Em 2011, já havia enfatizado a necessidade de se promover a verdade, através do anúncio e da autenticidade nas redes sociais. Convidava o cristão a dar testemunho da fé no mundo virtual do mesmo modo que deve testemunhar em qualquer outra dimensão da sua vida: familiar, social, profissional, acadêmica, paroquial. Assumindo a ideia de que comunicar na rede é partilhar, Bento XVI exortou os cristãos a manifestarem sua integralidade na rede, e não partes, fragmentos, que conduziria à construção de uma autoimagem narcisista e a esquizofrênica. O digital deve auxiliar na concretização da missão cristã, que é ir ao encontro do outro, do próximo, testemunhando o Evangelho com sinceridade e compromisso. Com as potencialidades que a rede proporciona, o cristão não pode ficar indiferente, ou usar a tecnologia como qualquer outra pessoa. Tem de dar testemunho. Tem de usá-la responsável e criticamente, manifestando aí também sua ética, suas opções de vida, seus valores, suas convicções. Bento XVI afirmou que a pessoa não pode agir online de maneira diferente da que age offline, antecipando o conceito onlife cunhado pelo filósofo Luciano Floridi em 2013. O cristão é sempre o mesmo, há uma só identidade, onde quer que esteja, e deve testemunhar a sua fé e ter conduta evangélica seja onde for. É sempre o mesmo sujeito que age, e por isso não pode abandonar suas convicções ou criar uma nova identidade, mesmo que assumindo diferentes papéis ou em diferentes ambientes reais/virtuais.

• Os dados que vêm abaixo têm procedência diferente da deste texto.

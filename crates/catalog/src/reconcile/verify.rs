use std::fs;
use std::time::Instant;

use common::{CatalogId, CatalogRoot, MediaKind, MediaRecord};
use tracing::{debug, info};

use super::draft::{build_record, file_mtime};
use super::{is_readable, IssueKind, IssueLog, Reconciler, ReconciliationStats, VerifyOutcome};
use crate::error::Result;
use crate::now_secs;
use crate::progress::{ProgressSink, Ticker};
use crate::store::{CatalogMarker, RecordChanges};

impl Reconciler {
    /// Re-reads tags for records whose files may have changed and stores the
    /// fields that differ.
    pub fn verify(&self, catalog_id: CatalogId, progress: &dyn ProgressSink) -> Result<VerifyOutcome> {
        let _guard = self.locks.try_lock(catalog_id)?;
        let catalog = self.catalog(catalog_id)?;
        let started = Instant::now();
        let start_time = now_secs();
        let chunk_size = self.chunk_size();
        info!("Verifying catalog {} ({})", catalog.id, catalog.name);

        let mut outcome = VerifyOutcome::default();
        let mut issues = IssueLog::default();
        let mut ticker = Ticker::new(progress, self.config.progress_interval);

        for kind in MediaKind::ALL {
            let mut after = None;
            loop {
                let chunk = self.store.records_by_catalog(catalog.id, kind, after, chunk_size)?;
                let last = match chunk.last() {
                    Some(record) => record.id,
                    None => break,
                };
                for record in &chunk {
                    ticker.bump(&record.path);
                    if !needs_verify(&catalog, record) {
                        continue;
                    }
                    outcome.total_examined += 1;
                    if self.verify_record(&catalog, record, start_time, &mut issues, &mut outcome.stats)? {
                        outcome.total_updated += 1;
                    }
                }
                if chunk.len() < chunk_size {
                    break;
                }
                after = Some(last);
            }
        }
        ticker.finish("verify");

        self.store.touch_catalog(catalog.id, CatalogMarker::Update, start_time)?;

        outcome.issues = issues.into_vec();
        outcome.stats.updated = outcome.total_updated;
        outcome.stats.errors = outcome.issues.len();
        outcome.stats.elapsed_ms = started.elapsed().as_millis() as u64;
        info!(
            "Catalog {} verify finished: {} examined, {} updated, {} issues",
            catalog.id,
            outcome.total_examined,
            outcome.total_updated,
            outcome.stats.errors
        );
        Ok(outcome)
    }

    /// Returns whether the stored record changed.
    fn verify_record(
        &self,
        catalog: &CatalogRoot,
        record: &MediaRecord,
        now: u64,
        issues: &mut IssueLog,
        stats: &mut ReconciliationStats,
    ) -> Result<bool> {
        let file = self.encoding.to_local(&record.path);
        stats.files_seen += 1;
        let meta = match fs::metadata(&file) {
            Ok(meta) if is_readable(&file) => meta,
            Ok(_) => {
                issues.report(IssueKind::Unreadable, &record.path, "file can not be opened");
                return Ok(false);
            }
            Err(err) => {
                issues.report(IssueKind::Unreadable, &record.path, err.to_string());
                return Ok(false);
            }
        };

        if self.config.catalog_verify_by_time {
            let mtime = file_mtime(&meta);
            if mtime < catalog.last_update && mtime < record.updated_at {
                debug!("{} unchanged since last update", record.path);
                stats.skipped += 1;
                return Ok(false);
            }
        }

        let tags = match self.read_tags(&file, record.kind()) {
            Ok(tags) => tags,
            Err(err) => {
                issues.report(IssueKind::TagRead, &record.path, err.to_string());
                return Ok(false);
            }
        };
        let fresh = build_record(
            catalog,
            &file,
            &record.path,
            record.kind(),
            &tags,
            &meta,
            record.added_at,
        );
        let changes = RecordChanges::between(record, &fresh);
        if changes.is_empty() {
            return Ok(false);
        }
        debug!("Updating {}: {:?}", record.path, changes);
        self.store.update_record(record.id, &changes, now)
    }
}

/// Records whose file is plausibly newer than the index: stale since the
/// last catalog update, or added after it.
fn needs_verify(catalog: &CatalogRoot, record: &MediaRecord) -> bool {
    record.updated_at < catalog.last_update || record.added_at > catalog.last_update
}
fn open_or_create_db(path: &Path) -> Result<Database> {
    if let Some(parent) = path.parent() {
        if !parent.as_os_str().is_empty() {
            fs::create_dir_all(parent)?;
        }
    }
    if path.exists() {
        Ok(Database::open(path)?)
    } else {
        Ok(Database::create(path)?)
    }
}

fn take_next_id(meta: &mut Table<&str, &[u8]>, key: &str) -> Result<u64> {
    let current: u64 = match meta.get(key)? {
        Some(value) => decode_value(value.value())?,
        None => 1,
    };
    let bytes = encode_value(&(current + 1))?;
    meta.insert(key, bytes.as_slice())?;
    Ok(current)
}

fn upsert_song_links(
    artists: &mut Table<&str, &[u8]>,
    albums: &mut Table<&str, &[u8]>,
    song: &SongDetails,
) -> Result<()> {
    let artist = Artist {
        id: song.artist_id.clone(),
        name: song.artist.clone(),
    };
    let bytes = encode_value(&artist)?;
    artists.insert(artist.id.as_str(), bytes.as_slice())?;

    let album_artist_name = if song.album_artist.is_empty() {
        &song.artist
    } else {
        &song.album_artist
    };
    let album_artist_id = common::artist_id(album_artist_name);
    if album_artist_id != artist.id {
        let owner = Artist {
            id: album_artist_id.clone(),
            name: album_artist_name.clone(),
        };
        let bytes = encode_value(&owner)?;
        artists.insert(owner.id.as_str(), bytes.as_slice())?;
    }

    let existing_year = match albums.get(song.album_id.as_str())? {
        Some(value) => decode_value::<Album>(value.value())?.year,
        None => None,
    };
    let album = Album {
        id: song.album_id.clone(),
        artist_id: album_artist_id,
        title: song.album.clone(),
        year: existing_year.or(song.year),
    };
    let bytes = encode_value(&album)?;
    albums.insert(album.id.as_str(), bytes.as_slice())?;
    Ok(())
}
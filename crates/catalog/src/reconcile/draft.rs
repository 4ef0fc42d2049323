//! Turns tag reads into record values.

use std::fs::Metadata;
use std::path::Path;
use std::time::UNIX_EPOCH;

use common::{
    album_id, artist_id, CatalogRoot, EpisodeDetails, MediaDetails, MediaKind, MediaRecord,
    SongDetails, VideoDetails,
};
use metadata::TagInfo;

use crate::pattern::{parse_pattern, PatternFields};

const UNKNOWN_ARTIST: &str = "Unknown Artist";
const UNKNOWN_ALBUM: &str = "Unknown Album";
const UNKNOWN_PODCAST: &str = "Unknown Podcast";

pub(crate) fn file_mtime(meta: &Metadata) -> u64 {
    meta.modified()
        .ok()
        .and_then(|time| time.duration_since(UNIX_EPOCH).ok())
        .map(|since| since.as_secs())
        .unwrap_or(0)
}

/// Record for `file` (stored as `stored_path`) built from its tags, with
/// values parsed from the path filling whatever the tags lack.
pub(crate) fn build_record(
    catalog: &CatalogRoot,
    file: &Path,
    stored_path: &str,
    kind: MediaKind,
    tags: &TagInfo,
    meta: &Metadata,
    now: u64,
) -> MediaRecord {
    let fallback = parse_pattern(file, &catalog.sort_pattern, &catalog.rename_pattern);
    let title = tags
        .title
        .clone()
        .or_else(|| fallback.title.clone())
        .unwrap_or_else(|| file_stem(file));

    let details = match kind {
        MediaKind::Song => MediaDetails::Song(song_details(file, tags, &fallback)),
        MediaKind::Video => MediaDetails::Video(VideoDetails {
            duration_ms: tags.stream.duration_ms,
            bitrate: tags.stream.bitrate,
            year: tags.year.or(fallback.year),
            genres: tags.genres.clone(),
        }),
        MediaKind::PodcastEpisode => MediaDetails::PodcastEpisode(EpisodeDetails {
            podcast: tags
                .podcast
                .clone()
                .or_else(|| tags.album.clone())
                .or_else(|| parent_name(file))
                .unwrap_or_else(|| UNKNOWN_PODCAST.to_string()),
            duration_ms: tags.stream.duration_ms,
            year: tags.year.or(fallback.year),
            description: tags.comment.clone(),
        }),
    };

    MediaRecord {
        id: 0,
        catalog_id: catalog.id,
        path: stored_path.to_string(),
        size: meta.len(),
        mtime: file_mtime(meta),
        added_at: now,
        updated_at: now,
        title,
        play_count: 0,
        skip_count: 0,
        details,
    }
}

fn song_details(file: &Path, tags: &TagInfo, fallback: &PatternFields) -> SongDetails {
    let artist = tags
        .artist
        .clone()
        .or_else(|| fallback.artist.clone())
        .or_else(|| fallback.album_artist.clone())
        .unwrap_or_else(|| UNKNOWN_ARTIST.to_string());
    let album_artist = tags
        .album_artist
        .clone()
        .or_else(|| fallback.album_artist.clone())
        .unwrap_or_default();
    let album = tags
        .album
        .clone()
        .or_else(|| fallback.album.clone())
        .unwrap_or_else(|| UNKNOWN_ALBUM.to_string());

    let owner = if album_artist.is_empty() {
        &artist
    } else {
        &album_artist
    };
    let album_key = album_id(&artist_id(owner), &album);

    let mut genres = tags.genres.clone();
    if genres.is_empty() {
        genres.extend(fallback.genre.clone());
    }

    SongDetails {
        artist_id: artist_id(&artist),
        album_id: album_key,
        artist,
        album_artist,
        album,
        track_no: tags.track_no.or(fallback.track),
        disc_no: tags
            .disc_no
            .or(fallback.disc)
            .or_else(|| disc_from_folder(file)),
        year: tags.year.or(fallback.year),
        duration_ms: tags.stream.duration_ms,
        bitrate: tags.stream.bitrate,
        sample_rate: tags.stream.sample_rate,
        channels: tags.stream.channels,
        genres,
        comment: tags.comment.clone(),
    }
}

/// Values a song contributes to sort/rename patterns.
pub(crate) fn pattern_fields(record: &MediaRecord) -> Option<PatternFields> {
    let song = record.details.as_song()?;
    let album_artist = if song.album_artist.is_empty() {
        None
    } else {
        Some(song.album_artist.clone())
    };
    Some(PatternFields {
        artist: Some(song.artist.clone()),
        album: Some(song.album.clone()),
        album_artist,
        title: Some(record.title.clone()),
        track: song.track_no,
        disc: song.disc_no,
        year: song.year,
        genre: song.genres.first().cloned(),
    })
}

fn file_stem(path: &Path) -> String {
    path.file_stem()
        .map(|s| s.to_string_lossy().to_string())
        .unwrap_or_else(|| "Unknown".to_string())
}

fn parent_name(path: &Path) -> Option<String> {
    path.parent()
        .and_then(|p| p.file_name())
        .map(|s| s.to_string_lossy().to_string())
}

const DISC_KEYWORDS: &[&str] = &["cd", "disc", "disk", "part", "side", "lp"];

/// Disc number from a parent folder named like `CD2` or `Disc 03`.
fn disc_from_folder(file: &Path) -> Option<u16> {
    let name = parent_name(file)?;
    let cleaned: String = name
        .chars()
        .map(|ch| match ch {
            '_' | '-' | '.' => ' ',
            other => other.to_ascii_lowercase(),
        })
        .collect();
    let cleaned = cleaned.trim();
    for keyword in DISC_KEYWORDS {
        if let Some(rest) = cleaned.strip_prefix(keyword) {
            let rest = rest.trim();
            if !rest.is_empty() && rest.chars().all(|c| c.is_ascii_digit()) {
                return rest.parse().ok();
            }
        }
    }
    None
}

#[cfg(test)]
mod tests {
    use super::*;
    use common::GatherType;
    use std::fs;

    fn catalog(sort: &str, rename: &str) -> CatalogRoot {
        CatalogRoot {
            id: 3,
            name: "main".to_string(),
            path: "/music".to_string(),
            gather_type: GatherType::Music,
            sort_pattern: sort.to_string(),
            rename_pattern: rename.to_string(),
            last_add: 0,
            last_update: 0,
            last_clean: 0,
        }
    }

    #[test]
    fn path_values_fill_missing_tags() {
        let dir = tempfile::tempdir().unwrap();
        let file = dir.path().join("Band").join("Live").join("04 - Encore.mp3");
        fs::create_dir_all(file.parent().unwrap()).unwrap();
        fs::write(&file, b"data").unwrap();
        let meta = fs::metadata(&file).unwrap();

        let tags = TagInfo {
            title: Some("Real Title".to_string()),
            ..TagInfo::default()
        };
        let record = build_record(
            &catalog("%a/%A", "%T - %t"),
            &file,
            "/stored",
            MediaKind::Song,
            &tags,
            &meta,
            77,
        );
        assert_eq!(record.title, "Real Title");
        assert_eq!(record.size, 4);
        assert_eq!(record.added_at, 77);
        let song = record.details.as_song().unwrap();
        assert_eq!(song.track_no, Some(4));
        assert_eq!(song.artist, "Band");
        assert_eq!(song.album, "Live");
        assert_eq!(song.disc_no, None);
    }

    #[test]
    fn bare_files_get_derived_values() {
        let dir = tempfile::tempdir().unwrap();
        let file = dir.path().join("Morning Show").join("ep1.mp3");
        fs::create_dir_all(file.parent().unwrap()).unwrap();
        fs::write(&file, b"x").unwrap();
        let meta = fs::metadata(&file).unwrap();

        let record = build_record(
            &catalog("", ""),
            &file,
            "/stored",
            MediaKind::PodcastEpisode,
            &TagInfo::default(),
            &meta,
            1,
        );
        assert_eq!(record.title, "ep1");
        match record.details {
            MediaDetails::PodcastEpisode(episode) => assert_eq!(episode.podcast, "Morning Show"),
            other => panic!("unexpected details {:?}", other),
        }
    }

    #[test]
    fn episode_show_and_stream_come_from_tags() {
        let dir = tempfile::tempdir().unwrap();
        let file = dir.path().join("downloads").join("ep2.mp3");
        fs::create_dir_all(file.parent().unwrap()).unwrap();
        fs::write(&file, b"x").unwrap();
        let meta = fs::metadata(&file).unwrap();
        let tags = TagInfo {
            podcast: Some("Night Talk".to_string()),
            album: Some("Season 1".to_string()),
            comment: Some("Guests".to_string()),
            stream: metadata::StreamInfo {
                duration_ms: 61_000,
                ..metadata::StreamInfo::default()
            },
            ..TagInfo::default()
        };
        let record = build_record(
            &catalog("", ""),
            &file,
            "/stored",
            MediaKind::PodcastEpisode,
            &tags,
            &meta,
            1,
        );
        match record.details {
            MediaDetails::PodcastEpisode(episode) => {
                assert_eq!(episode.podcast, "Night Talk");
                assert_eq!(episode.duration_ms, 61_000);
                assert_eq!(episode.description.as_deref(), Some("Guests"));
            }
            other => panic!("unexpected details {:?}", other),
        }
    }

    #[test]
    fn album_ids_follow_the_album_artist() {
        let dir = tempfile::tempdir().unwrap();
        let file = dir.path().join("a.mp3");
        fs::write(&file, b"x").unwrap();
        let meta = fs::metadata(&file).unwrap();
        let tags = TagInfo {
            artist: Some("Guest".to_string()),
            album_artist: Some("Band".to_string()),
            album: Some("Live".to_string()),
            ..TagInfo::default()
        };
        let record = build_record(&catalog("", ""), &file, "/a", MediaKind::Song, &tags, &meta, 1);
        let song = record.details.as_song().unwrap();
        assert_eq!(song.album_id, album_id(&artist_id("Band"), "Live"));
        assert_eq!(song.artist_id, artist_id("Guest"));
    }

    #[test]
    fn disc_folders_are_recognized() {
        assert_eq!(disc_from_folder(Path::new("/m/a/CD2/x.mp3")), Some(2));
        assert_eq!(disc_from_folder(Path::new("/m/a/Disc_03/x.mp3")), Some(3));
        assert_eq!(disc_from_folder(Path::new("/m/a/Extras/x.mp3")), None);
    }
}
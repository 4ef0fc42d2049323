use std::env;
use std::fs;
use std::path::{Path, PathBuf};

use serde::{Deserialize, Serialize};

pub const CONFIG_VERSION: u32 = 1;
pub const DEFAULT_CHUNK_SIZE: usize = 10_000;
pub const DEFAULT_PROGRESS_INTERVAL: usize = 1000;

const AUDIO_EXTENSIONS: &[&str] = &[
    "mp3", "flac", "ogg", "oga", "opus", "m4a", "aac", "wav", "wma", "aif", "aiff", "ape", "mpc",
    "shn", "wv",
];
const VIDEO_EXTENSIONS: &[&str] = &[
    "avi", "mkv", "mp4", "m4v", "webm", "mov", "mpg", "mpeg", "flv", "wmv", "ogv",
];
const PLAYLIST_EXTENSIONS: &[&str] = &["m3u", "m3u8", "pls"];

#[derive(Clone, Debug, Serialize, Deserialize)]
#[serde(default)]
pub struct ScanConfig {
    pub version: u32,
    pub index_path: String,
    pub no_symlinks: bool,
    pub catalog_check_duplicate: bool,
    pub catalog_verify_by_time: bool,
    pub site_charset: String,
    pub lc_charset: String,
    pub move_match_pattern: bool,
    pub catalog_file_pattern: Vec<String>,
    pub catalog_video_pattern: Vec<String>,
    pub catalog_playlist_pattern: Vec<String>,
    pub chunk_size: usize,
    pub progress_interval: usize,
    pub rating_user: String,
}

impl Default for ScanConfig {
    fn default() -> Self {
        Self {
            version: CONFIG_VERSION,
            index_path: "catalog.redb".to_string(),
            no_symlinks: false,
            catalog_check_duplicate: false,
            catalog_verify_by_time: false,
            site_charset: "UTF-8".to_string(),
            lc_charset: String::new(),
            move_match_pattern: false,
            catalog_file_pattern: to_strings(AUDIO_EXTENSIONS),
            catalog_video_pattern: to_strings(VIDEO_EXTENSIONS),
            catalog_playlist_pattern: to_strings(PLAYLIST_EXTENSIONS),
            chunk_size: DEFAULT_CHUNK_SIZE,
            progress_interval: DEFAULT_PROGRESS_INTERVAL,
            rating_user: "admin".to_string(),
        }
    }
}

impl ScanConfig {
    /// Charset of on-disk names; falls back to the site charset.
    pub fn local_charset(&self) -> &str {
        let lc = self.lc_charset.trim();
        if lc.is_empty() {
            self.site_charset.trim()
        } else {
            lc
        }
    }

    fn normalize(&mut self) {
        if self.version < CONFIG_VERSION {
            self.version = CONFIG_VERSION;
        }
        if self.index_path.trim().is_empty() {
            self.index_path = "catalog.redb".to_string();
        }
        if self.site_charset.trim().is_empty() {
            self.site_charset = "UTF-8".to_string();
        }
        if self.chunk_size == 0 {
            self.chunk_size = DEFAULT_CHUNK_SIZE;
        }
        if self.progress_interval == 0 {
            self.progress_interval = DEFAULT_PROGRESS_INTERVAL;
        }
        if self.rating_user.trim().is_empty() {
            self.rating_user = "admin".to_string();
        }
        for patterns in [
            &mut self.catalog_file_pattern,
            &mut self.catalog_video_pattern,
            &mut self.catalog_playlist_pattern,
        ] {
            for ext in patterns.iter_mut() {
                *ext = ext.trim().trim_start_matches('.').to_ascii_lowercase();
            }
            patterns.retain(|ext| !ext.is_empty());
        }
    }
}

fn to_strings(values: &[&str]) -> Vec<String> {
    values.iter().map(|value| value.to_string()).collect()
}

#[derive(Debug)]
pub enum ConfigError {
    Io(std::io::Error),
    Yaml(serde_yaml::Error),
}

impl std::fmt::Display for ConfigError {
    fn fmt(&self, f: &mut std::fmt::Formatter<'_>) -> std::fmt::Result {
        match self {
            ConfigError::Io(err) => write!(f, "io error: {}", err),
            ConfigError::Yaml(err) => write!(f, "yaml error: {}", err),
        }
    }
}

impl std::error::Error for ConfigError {}

impl From<std::io::Error> for ConfigError {
    fn from(err: std::io::Error) -> Self {
        ConfigError::Io(err)
    }
}

impl From<serde_yaml::Error> for ConfigError {
    fn from(err: serde_yaml::Error) -> Self {
        ConfigError::Yaml(err)
    }
}

pub fn config_path_from_env() -> PathBuf {
    match env::var("CATALOG_CONFIG") {
        Ok(value) if !value.trim().is_empty() => PathBuf::from(value),
        _ => default_config_path(),
    }
}

fn default_config_path() -> PathBuf {
    match env::current_exe() {
        Ok(exe) => exe
            .parent()
            .map(|dir| dir.join("config.yaml"))
            .unwrap_or_else(|| PathBuf::from("config.yaml")),
        Err(_) => PathBuf::from("config.yaml"),
    }
}

pub fn load_or_create_config(path: &Path) -> Result<(ScanConfig, bool), ConfigError> {
    if path.exists() {
        let contents = fs::read_to_string(path)?;
        let mut config: ScanConfig = serde_yaml::from_str(&contents)?;
        config.normalize();
        return Ok((config, false));
    }

    let config = ScanConfig::default();
    save_config(path, &config)?;
    Ok((config, true))
}

pub fn save_config(path: &Path, config: &ScanConfig) -> Result<(), ConfigError> {
    if let Some(parent) = path.parent() {
        if !parent.as_os_str().is_empty() {
            fs::create_dir_all(parent)?;
        }
    }
    let contents = serde_yaml::to_string(config)?;
    fs::write(path, contents)?;
    Ok(())
}

pub fn resolve_path(config_path: &Path, value: &str) -> PathBuf {
    let raw = PathBuf::from(value);
    if raw.is_absolute() {
        return raw;
    }
    let base = config_path
        .parent()
        .filter(|p| !p.as_os_str().is_empty())
        .unwrap_or_else(|| Path::new("."));
    base.join(raw)
}
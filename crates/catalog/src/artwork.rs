use std::fs;
use std::path::{Path, PathBuf};

use common::{CoverOwner, CoverRef, MediaKind, RecordId};
use metadata::MetadataExtractor;
use tracing::debug;

use crate::error::Result;
use crate::reconcile::{IssueKind, IssueLog};
use crate::store::IndexStore;

const FOLDER_COVERS: &[&str] = &[
    "cover.jpg",
    "cover.jpeg",
    "cover.png",
    "folder.jpg",
    "folder.jpeg",
    "folder.png",
    "front.jpg",
    "front.jpeg",
    "front.png",
    "album.jpg",
    "album.png",
];

const IMAGE_EXTENSIONS: &[&str] = &["jpg", "jpeg", "png"];

/// A record inserted during Add that may need art.
#[derive(Clone, Debug)]
pub(crate) struct ArtworkJob {
    pub record_id: RecordId,
    pub kind: MediaKind,
    pub path: PathBuf,
    pub album_id: Option<String>,
}

/// Finds art for each job; returns how many covers were stored.
pub(crate) fn gather_art(
    store: &dyn IndexStore,
    extractor: &dyn MetadataExtractor,
    jobs: &[ArtworkJob],
    issues: &mut IssueLog,
) -> Result<usize> {
    let mut gathered = 0usize;
    for job in jobs {
        let owner = match (job.kind, &job.album_id) {
            (MediaKind::Song, Some(album_id)) => CoverOwner::Album(album_id.clone()),
            (MediaKind::Video, _) => CoverOwner::Video(job.record_id),
            _ => continue,
        };
        if store.get_cover(&owner)?.is_some() {
            continue;
        }

        let local = match job.kind {
            MediaKind::Video => sibling_image(&job.path).or_else(|| folder_cover(&job.path)),
            _ => folder_cover(&job.path),
        };
        let cover = match local {
            Some(image) => Some(CoverRef::File {
                path: image.to_string_lossy().to_string(),
            }),
            None => match extractor.cover(&job.path) {
                Ok(Some(_)) => Some(CoverRef::Embedded {
                    record_id: job.record_id,
                }),
                Ok(None) => None,
                Err(err) => {
                    issues.report(
                        IssueKind::Artwork,
                        &job.path.to_string_lossy(),
                        err.to_string(),
                    );
                    None
                }
            },
        };

        if let Some(cover) = cover {
            debug!("Cover for {:?}: {:?}", owner, cover);
            store.set_cover(&owner, &cover)?;
            gathered += 1;
        }
    }
    Ok(gathered)
}

/// Well-known cover image in the file's folder, matched case-insensitively.
fn folder_cover(file: &Path) -> Option<PathBuf> {
    let dir = file.parent()?;
    let mut found: Vec<(usize, PathBuf)> = Vec::new();
    for entry in fs::read_dir(dir).ok()?.flatten() {
        let path = entry.path();
        if !path.is_file() {
            continue;
        }
        let name = entry.file_name().to_string_lossy().to_ascii_lowercase();
        if let Some(rank) = FOLDER_COVERS.iter().position(|cover| *cover == name) {
            found.push((rank, path));
        }
    }
    found.sort();
    found.into_iter().next().map(|(_, path)| path)
}

/// `clip.jpg` next to `clip.mkv`.
fn sibling_image(file: &Path) -> Option<PathBuf> {
    IMAGE_EXTENSIONS
        .iter()
        .map(|ext| file.with_extension(ext))
        .find(|candidate| candidate.is_file())
}
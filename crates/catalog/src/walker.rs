use std::path::{Path, PathBuf};

use tracing::debug;
use walkdir::{DirEntry, FilterEntry, IntoIter, WalkDir};

use crate::progress::{ProgressSink, Ticker};

#[derive(Clone, Debug)]
pub struct WalkOptions {
    pub follow_symlinks: bool,
    pub skip_hidden: bool,
    pub progress_every: usize,
}

impl Default for WalkOptions {
    fn default() -> Self {
        Self {
            follow_symlinks: true,
            skip_hidden: true,
            progress_every: 1000,
        }
    }
}

#[derive(Clone, Debug, PartialEq, Eq)]
pub struct WalkEntry {
    pub path: PathBuf,
    pub is_dir: bool,
    pub is_symlink: bool,
    pub depth: usize,
}

#[derive(Clone, Debug, PartialEq, Eq)]
pub enum WalkError {
    DirUnreadable { path: PathBuf, message: String },
    SymlinkLoop { path: PathBuf, ancestor: PathBuf },
    Entry { path: Option<PathBuf>, message: String },
}

impl WalkError {
    pub fn path(&self) -> Option<&Path> {
        match self {
            WalkError::DirUnreadable { path, .. } => Some(path),
            WalkError::SymlinkLoop { path, .. } => Some(path),
            WalkError::Entry { path, .. } => path.as_deref(),
        }
    }
}

impl std::fmt::Display for WalkError {
    fn fmt(&self, f: &mut std::fmt::Formatter<'_>) -> std::fmt::Result {
        match self {
            WalkError::DirUnreadable { path, message } => {
                write!(f, "unable to open {}: {}", path.display(), message)
            }
            WalkError::SymlinkLoop { path, ancestor } => write!(
                f,
                "symlink {} loops back to {}",
                path.display(),
                ancestor.display()
            ),
            WalkError::Entry { path, message } => match path {
                Some(path) => write!(f, "unable to read {}: {}", path.display(), message),
                None => write!(f, "unable to read entry: {}", message),
            },
        }
    }
}

/// Depth-first enumeration of a catalog tree. Never changes the working
/// directory; unreadable subtrees surface as errors and the walk goes on.
#[derive(Clone, Debug, Default)]
pub struct PathWalker {
    options: WalkOptions,
}

impl PathWalker {
    pub fn new(options: WalkOptions) -> Self {
        Self { options }
    }

    pub fn walk<'a>(&self, root: &Path, progress: &'a dyn ProgressSink) -> Walk<'a> {
        let filter: fn(&DirEntry) -> bool = if self.options.skip_hidden {
            is_visible
        } else {
            keep_all
        };
        let inner = WalkDir::new(root)
            .follow_links(self.options.follow_symlinks)
            .sort_by_file_name()
            .into_iter()
            .filter_entry(filter);
        Walk {
            inner,
            ticker: Ticker::new(progress, self.options.progress_every),
        }
    }
}

pub struct Walk<'a> {
    inner: FilterEntry<IntoIter, fn(&DirEntry) -> bool>,
    ticker: Ticker<'a>,
}

impl Walk<'_> {
    /// Do not descend into the directory most recently yielded.
    pub fn skip_current_dir(&mut self) {
        self.inner.skip_current_dir();
    }

    pub fn visited(&self) -> usize {
        self.ticker.count()
    }
}

impl Iterator for Walk<'_> {
    type Item = Result<WalkEntry, WalkError>;

    fn next(&mut self) -> Option<Self::Item> {
        let item = self.inner.next()?;
        let result = match item {
            Ok(entry) => {
                let walk_entry = WalkEntry {
                    path: entry.path().to_path_buf(),
                    is_dir: entry.file_type().is_dir(),
                    is_symlink: entry.path_is_symlink(),
                    depth: entry.depth(),
                };
                self.ticker.bump(&entry.path().to_string_lossy());
                Ok(walk_entry)
            }
            Err(err) => Err(classify_error(err)),
        };
        Some(result)
    }
}

fn classify_error(err: walkdir::Error) -> WalkError {
    let path = err.path().map(Path::to_path_buf);
    if let Some(ancestor) = err.loop_ancestor() {
        let walk_error = WalkError::SymlinkLoop {
            path: path.unwrap_or_default(),
            ancestor: ancestor.to_path_buf(),
        };
        debug!("{}", walk_error);
        return walk_error;
    }
    let message = match err.io_error() {
        Some(io) => io.to_string(),
        None => err.to_string(),
    };
    match path {
        Some(path) if path.is_dir() || err.depth() == 0 => WalkError::DirUnreadable { path, message },
        path => WalkError::Entry { path, message },
    }
}

fn is_visible(entry: &DirEntry) -> bool {
    if entry.depth() == 0 {
        return true;
    }
    !entry.file_name().to_string_lossy().starts_with('.')
}

fn keep_all(_entry: &DirEntry) -> bool {
    true
}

Enfatizando a necessidade de comunicar com ética e dando testemunho da fé, ao falar sobre a evangelização nas redes sociais Bento XVI afirmou que “as redes sociais, para além de instrumento de evangelização, podem ser um fator de desenvolvimento humano. (…) O desafio que as redes sociais têm de enfrentar é o de serem verdadeiramente abrangentes: então beneficiarão da plena participação dos fiéis que desejam partilhar a Mensagem de Jesus e os valores da dignidade humana que a sua doutrina promove” (Mensagem para o Dia das comunicações, 2013). Até mesmo na sua encíclica social Caritas in veritate, Bento XVI tocou nesse ponto, recordando que é necessária “uma atenta reflexão sobre a sua influência [a das novas mídias] principalmente na dimensão ético-cultural da globalização e do desenvolvimento solidário dos povos” (n. 73). E acrescentou: “podem constituir uma válida ajuda para fazer crescer a comunhão da família humana e o éthos das sociedades, quando se tornam instrumentos de promoção da participação universal na busca comum daquilo que é justo” (Caritas in veritate n. 108).

No Império Romano, o fórum (termo usado algumas vezes por João Paulo II) era o espaço público onde se concretizava a vida política e comercial, onde se faziam os ritos religiosos e se desenvolvia boa parte da vida social, onde todos os cidadãos podiam se exprimir livremente. O fórum romano tem na ágora seu equivalente no mundo grego. Esse termo foi utilizado pelo Papa Bento XVI em sua última mensagem para o Dia mundial das Comunicações (2013). Uma mudança sutil, mas muito significativa, pois introduziu a nível teórico o que o Papa Francisco tem procurado realizar concretamente no âmbito da comunicação. No meu livro Comunicar o evangelho: Panorama histórico do magistério da Igreja sobre a comunicação (Paulus, 2021) tento explicar mais detalhadamente este percurso, confira.

Hoje o ambiente digital não é mais um espaço elitista como era o areópago, onde se encontravam políticos e filósofos, mas se tornou a “praça pública”, a nova ágora, um espaço muito mais democrático e horizontal. Lugar que favorece o encontro, as relações, a troca de conhecimentos, a partilha de experiências e culturas. Após a popularização da internet e sobretudo com o surgimento das redes sociais, o ambiente digital deixou de ser um local de “privilegiados”, da elite, e se tornou a nova ágora, o coração pulsante da nossa sociedade, lugar privilegiado de encontro e de partilha, inclusive da fé. Bento XVI nos ajudou a habitar este espaço cristãmente, convidando-nos sempre a inculturar e testemunhar o Evangelho nesse ambiente.